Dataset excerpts
·····

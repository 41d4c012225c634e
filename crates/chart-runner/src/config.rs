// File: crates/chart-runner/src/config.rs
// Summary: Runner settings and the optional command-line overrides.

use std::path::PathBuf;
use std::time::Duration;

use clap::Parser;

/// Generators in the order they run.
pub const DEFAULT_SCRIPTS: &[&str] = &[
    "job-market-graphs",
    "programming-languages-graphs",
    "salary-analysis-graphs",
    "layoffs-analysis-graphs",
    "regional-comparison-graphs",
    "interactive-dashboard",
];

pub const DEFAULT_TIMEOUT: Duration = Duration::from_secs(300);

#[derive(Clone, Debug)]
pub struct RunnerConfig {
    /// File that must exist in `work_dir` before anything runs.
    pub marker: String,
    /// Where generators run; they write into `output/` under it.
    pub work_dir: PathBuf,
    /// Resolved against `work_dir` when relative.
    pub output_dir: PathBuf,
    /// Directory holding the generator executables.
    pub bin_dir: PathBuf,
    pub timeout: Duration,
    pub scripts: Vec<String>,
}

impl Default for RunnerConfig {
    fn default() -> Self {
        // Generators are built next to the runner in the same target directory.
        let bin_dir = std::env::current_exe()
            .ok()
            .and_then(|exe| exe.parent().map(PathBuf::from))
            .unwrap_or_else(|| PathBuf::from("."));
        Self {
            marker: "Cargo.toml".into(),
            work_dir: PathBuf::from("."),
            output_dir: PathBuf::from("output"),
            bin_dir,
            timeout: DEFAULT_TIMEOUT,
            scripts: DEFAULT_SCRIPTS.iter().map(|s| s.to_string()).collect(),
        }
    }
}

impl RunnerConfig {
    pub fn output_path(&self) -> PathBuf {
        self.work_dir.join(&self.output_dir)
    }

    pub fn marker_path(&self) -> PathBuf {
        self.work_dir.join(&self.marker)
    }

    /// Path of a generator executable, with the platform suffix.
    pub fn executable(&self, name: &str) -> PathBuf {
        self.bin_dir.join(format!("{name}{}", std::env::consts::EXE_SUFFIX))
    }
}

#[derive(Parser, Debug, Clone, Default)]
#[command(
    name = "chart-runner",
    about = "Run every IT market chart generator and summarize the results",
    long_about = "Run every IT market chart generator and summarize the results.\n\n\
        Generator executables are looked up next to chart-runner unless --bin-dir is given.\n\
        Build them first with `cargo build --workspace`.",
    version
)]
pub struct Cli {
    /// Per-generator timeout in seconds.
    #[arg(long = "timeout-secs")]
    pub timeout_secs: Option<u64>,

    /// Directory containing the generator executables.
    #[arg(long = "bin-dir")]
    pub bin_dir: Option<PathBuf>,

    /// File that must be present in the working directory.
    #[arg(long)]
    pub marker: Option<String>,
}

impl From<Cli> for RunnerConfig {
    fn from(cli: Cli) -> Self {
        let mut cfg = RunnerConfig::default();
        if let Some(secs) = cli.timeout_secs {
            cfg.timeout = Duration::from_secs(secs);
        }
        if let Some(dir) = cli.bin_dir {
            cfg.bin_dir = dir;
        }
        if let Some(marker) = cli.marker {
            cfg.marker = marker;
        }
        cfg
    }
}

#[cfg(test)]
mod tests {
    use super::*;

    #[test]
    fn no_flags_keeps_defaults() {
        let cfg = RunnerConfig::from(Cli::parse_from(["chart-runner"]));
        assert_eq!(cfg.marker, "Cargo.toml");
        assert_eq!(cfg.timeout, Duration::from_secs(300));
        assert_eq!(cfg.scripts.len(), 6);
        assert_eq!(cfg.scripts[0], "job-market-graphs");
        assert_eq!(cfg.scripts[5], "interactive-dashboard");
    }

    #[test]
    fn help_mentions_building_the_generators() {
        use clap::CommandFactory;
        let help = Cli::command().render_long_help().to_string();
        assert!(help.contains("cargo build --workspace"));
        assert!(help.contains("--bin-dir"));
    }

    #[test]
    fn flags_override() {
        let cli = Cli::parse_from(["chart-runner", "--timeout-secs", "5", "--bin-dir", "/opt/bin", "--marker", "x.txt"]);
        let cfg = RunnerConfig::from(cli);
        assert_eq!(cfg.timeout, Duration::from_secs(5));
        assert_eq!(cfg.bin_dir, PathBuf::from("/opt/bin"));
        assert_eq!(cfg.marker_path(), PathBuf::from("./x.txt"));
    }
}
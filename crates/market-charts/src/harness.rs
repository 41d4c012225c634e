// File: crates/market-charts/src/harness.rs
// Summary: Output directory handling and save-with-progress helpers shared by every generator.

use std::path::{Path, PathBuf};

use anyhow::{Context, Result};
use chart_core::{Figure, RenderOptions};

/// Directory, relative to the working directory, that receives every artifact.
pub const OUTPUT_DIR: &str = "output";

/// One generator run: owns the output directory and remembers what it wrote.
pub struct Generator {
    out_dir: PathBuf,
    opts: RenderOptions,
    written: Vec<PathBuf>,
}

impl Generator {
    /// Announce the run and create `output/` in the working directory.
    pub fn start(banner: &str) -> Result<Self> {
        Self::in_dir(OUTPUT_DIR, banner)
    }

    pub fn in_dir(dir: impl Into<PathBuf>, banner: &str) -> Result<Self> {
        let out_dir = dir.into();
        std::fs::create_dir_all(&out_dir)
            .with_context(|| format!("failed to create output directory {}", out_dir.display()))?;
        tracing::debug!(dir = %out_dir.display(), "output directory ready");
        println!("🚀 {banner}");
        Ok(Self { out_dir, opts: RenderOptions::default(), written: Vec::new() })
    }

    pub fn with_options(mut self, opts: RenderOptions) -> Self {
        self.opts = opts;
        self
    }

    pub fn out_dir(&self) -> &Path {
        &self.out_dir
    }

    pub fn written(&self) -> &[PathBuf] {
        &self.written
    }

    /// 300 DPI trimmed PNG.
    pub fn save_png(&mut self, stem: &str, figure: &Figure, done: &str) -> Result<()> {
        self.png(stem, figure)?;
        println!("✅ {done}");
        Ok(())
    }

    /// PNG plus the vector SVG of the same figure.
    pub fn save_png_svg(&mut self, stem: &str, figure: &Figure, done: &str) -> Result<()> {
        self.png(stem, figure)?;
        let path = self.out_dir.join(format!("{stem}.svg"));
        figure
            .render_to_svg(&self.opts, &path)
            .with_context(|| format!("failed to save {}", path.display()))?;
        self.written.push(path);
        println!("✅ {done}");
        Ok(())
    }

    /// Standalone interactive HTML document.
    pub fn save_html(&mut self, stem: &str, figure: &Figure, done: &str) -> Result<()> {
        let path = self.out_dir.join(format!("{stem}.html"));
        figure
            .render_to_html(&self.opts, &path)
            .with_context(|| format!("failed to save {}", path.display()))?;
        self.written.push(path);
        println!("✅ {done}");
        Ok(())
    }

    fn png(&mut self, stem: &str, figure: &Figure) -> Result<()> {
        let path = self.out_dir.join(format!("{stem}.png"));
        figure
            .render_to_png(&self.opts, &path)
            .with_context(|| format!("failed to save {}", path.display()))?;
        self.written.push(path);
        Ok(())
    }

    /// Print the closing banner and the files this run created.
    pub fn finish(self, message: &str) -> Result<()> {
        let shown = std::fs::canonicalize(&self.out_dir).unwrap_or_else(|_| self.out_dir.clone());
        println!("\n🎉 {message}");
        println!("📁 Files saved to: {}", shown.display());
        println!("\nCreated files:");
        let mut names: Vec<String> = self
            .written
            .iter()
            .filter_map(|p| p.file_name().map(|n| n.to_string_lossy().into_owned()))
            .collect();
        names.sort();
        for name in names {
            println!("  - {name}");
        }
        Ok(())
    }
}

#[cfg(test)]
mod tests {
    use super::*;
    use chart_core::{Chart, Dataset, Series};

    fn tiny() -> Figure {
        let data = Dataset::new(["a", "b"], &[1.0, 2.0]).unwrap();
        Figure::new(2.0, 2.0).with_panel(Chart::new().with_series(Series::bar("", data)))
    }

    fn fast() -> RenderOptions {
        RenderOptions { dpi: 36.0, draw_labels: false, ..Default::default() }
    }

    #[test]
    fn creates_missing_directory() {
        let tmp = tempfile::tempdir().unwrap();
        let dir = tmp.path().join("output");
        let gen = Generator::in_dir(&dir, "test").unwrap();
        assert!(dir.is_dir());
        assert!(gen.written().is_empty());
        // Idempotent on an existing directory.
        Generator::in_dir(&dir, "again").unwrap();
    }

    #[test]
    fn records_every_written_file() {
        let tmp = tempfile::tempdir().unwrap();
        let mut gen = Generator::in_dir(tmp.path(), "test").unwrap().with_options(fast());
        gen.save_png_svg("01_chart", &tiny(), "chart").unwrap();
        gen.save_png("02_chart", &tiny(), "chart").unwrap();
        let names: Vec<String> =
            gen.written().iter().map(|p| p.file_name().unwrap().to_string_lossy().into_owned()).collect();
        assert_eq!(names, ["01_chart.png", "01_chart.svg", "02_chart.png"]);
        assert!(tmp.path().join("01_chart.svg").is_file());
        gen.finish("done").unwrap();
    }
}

·····

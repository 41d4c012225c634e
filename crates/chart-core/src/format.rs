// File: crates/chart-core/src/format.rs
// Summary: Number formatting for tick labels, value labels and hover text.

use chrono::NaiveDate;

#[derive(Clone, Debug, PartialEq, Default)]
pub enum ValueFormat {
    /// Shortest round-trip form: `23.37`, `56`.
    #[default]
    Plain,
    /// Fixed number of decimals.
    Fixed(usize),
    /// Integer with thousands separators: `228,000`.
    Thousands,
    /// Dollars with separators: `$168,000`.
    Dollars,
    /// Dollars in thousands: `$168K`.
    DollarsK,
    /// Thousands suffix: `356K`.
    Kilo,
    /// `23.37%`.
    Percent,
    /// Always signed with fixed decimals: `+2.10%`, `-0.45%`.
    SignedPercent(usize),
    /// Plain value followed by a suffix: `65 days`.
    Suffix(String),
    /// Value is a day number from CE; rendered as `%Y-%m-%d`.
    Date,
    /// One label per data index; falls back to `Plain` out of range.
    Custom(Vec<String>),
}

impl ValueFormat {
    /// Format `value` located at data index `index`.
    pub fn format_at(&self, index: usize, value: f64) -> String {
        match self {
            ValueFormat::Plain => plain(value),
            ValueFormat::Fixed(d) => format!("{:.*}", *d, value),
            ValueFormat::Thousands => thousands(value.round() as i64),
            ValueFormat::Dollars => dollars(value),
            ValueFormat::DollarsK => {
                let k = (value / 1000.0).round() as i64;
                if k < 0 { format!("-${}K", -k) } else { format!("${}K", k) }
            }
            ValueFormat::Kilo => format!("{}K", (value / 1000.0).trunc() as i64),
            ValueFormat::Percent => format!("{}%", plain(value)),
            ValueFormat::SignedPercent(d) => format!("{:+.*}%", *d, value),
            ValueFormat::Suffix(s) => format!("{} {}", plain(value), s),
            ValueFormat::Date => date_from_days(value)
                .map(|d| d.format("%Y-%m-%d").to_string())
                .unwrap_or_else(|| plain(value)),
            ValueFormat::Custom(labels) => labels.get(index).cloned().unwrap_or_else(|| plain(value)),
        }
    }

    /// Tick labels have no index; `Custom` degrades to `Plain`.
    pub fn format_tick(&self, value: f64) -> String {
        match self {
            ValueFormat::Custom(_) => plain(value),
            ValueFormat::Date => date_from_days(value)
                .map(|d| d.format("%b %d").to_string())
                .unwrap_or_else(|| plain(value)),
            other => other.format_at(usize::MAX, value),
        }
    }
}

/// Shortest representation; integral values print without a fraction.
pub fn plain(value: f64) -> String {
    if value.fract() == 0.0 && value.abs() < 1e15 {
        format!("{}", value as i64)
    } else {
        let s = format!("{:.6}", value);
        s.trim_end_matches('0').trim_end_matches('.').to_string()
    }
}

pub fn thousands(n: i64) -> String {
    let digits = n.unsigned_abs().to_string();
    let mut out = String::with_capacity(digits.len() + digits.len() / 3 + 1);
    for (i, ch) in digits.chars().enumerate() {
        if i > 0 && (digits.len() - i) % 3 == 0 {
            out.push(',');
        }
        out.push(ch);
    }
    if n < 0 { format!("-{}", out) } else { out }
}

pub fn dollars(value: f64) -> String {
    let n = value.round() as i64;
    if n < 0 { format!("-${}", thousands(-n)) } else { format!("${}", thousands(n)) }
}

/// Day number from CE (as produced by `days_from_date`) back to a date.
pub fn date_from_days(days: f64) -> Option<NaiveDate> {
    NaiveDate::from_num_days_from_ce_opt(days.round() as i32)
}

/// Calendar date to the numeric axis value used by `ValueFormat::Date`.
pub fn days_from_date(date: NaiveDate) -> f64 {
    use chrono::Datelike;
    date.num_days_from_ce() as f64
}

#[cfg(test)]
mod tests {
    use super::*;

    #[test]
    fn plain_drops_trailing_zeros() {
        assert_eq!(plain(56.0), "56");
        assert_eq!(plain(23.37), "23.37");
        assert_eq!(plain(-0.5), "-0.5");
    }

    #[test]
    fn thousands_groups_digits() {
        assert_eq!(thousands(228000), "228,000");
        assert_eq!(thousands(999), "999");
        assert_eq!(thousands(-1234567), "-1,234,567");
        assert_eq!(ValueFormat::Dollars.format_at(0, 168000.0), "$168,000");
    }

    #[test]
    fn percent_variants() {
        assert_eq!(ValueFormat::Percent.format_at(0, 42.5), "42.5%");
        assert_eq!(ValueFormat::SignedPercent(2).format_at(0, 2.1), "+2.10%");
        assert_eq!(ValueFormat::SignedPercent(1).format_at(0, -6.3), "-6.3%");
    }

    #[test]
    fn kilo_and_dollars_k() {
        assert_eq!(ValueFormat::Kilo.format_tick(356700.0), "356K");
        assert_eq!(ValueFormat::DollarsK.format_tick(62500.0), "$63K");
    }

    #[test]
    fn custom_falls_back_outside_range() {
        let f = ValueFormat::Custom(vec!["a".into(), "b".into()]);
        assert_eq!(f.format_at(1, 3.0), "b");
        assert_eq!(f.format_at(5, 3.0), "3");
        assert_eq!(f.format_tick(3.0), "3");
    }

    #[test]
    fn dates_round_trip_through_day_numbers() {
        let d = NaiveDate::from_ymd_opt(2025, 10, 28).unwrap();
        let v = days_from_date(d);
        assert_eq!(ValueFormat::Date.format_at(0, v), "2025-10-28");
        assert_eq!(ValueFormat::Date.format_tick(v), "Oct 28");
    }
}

·····

◆ **Goal of the exercise**
How many lines in the records hold the string "charts"? Reply with the number only.

◆ **Task output**
2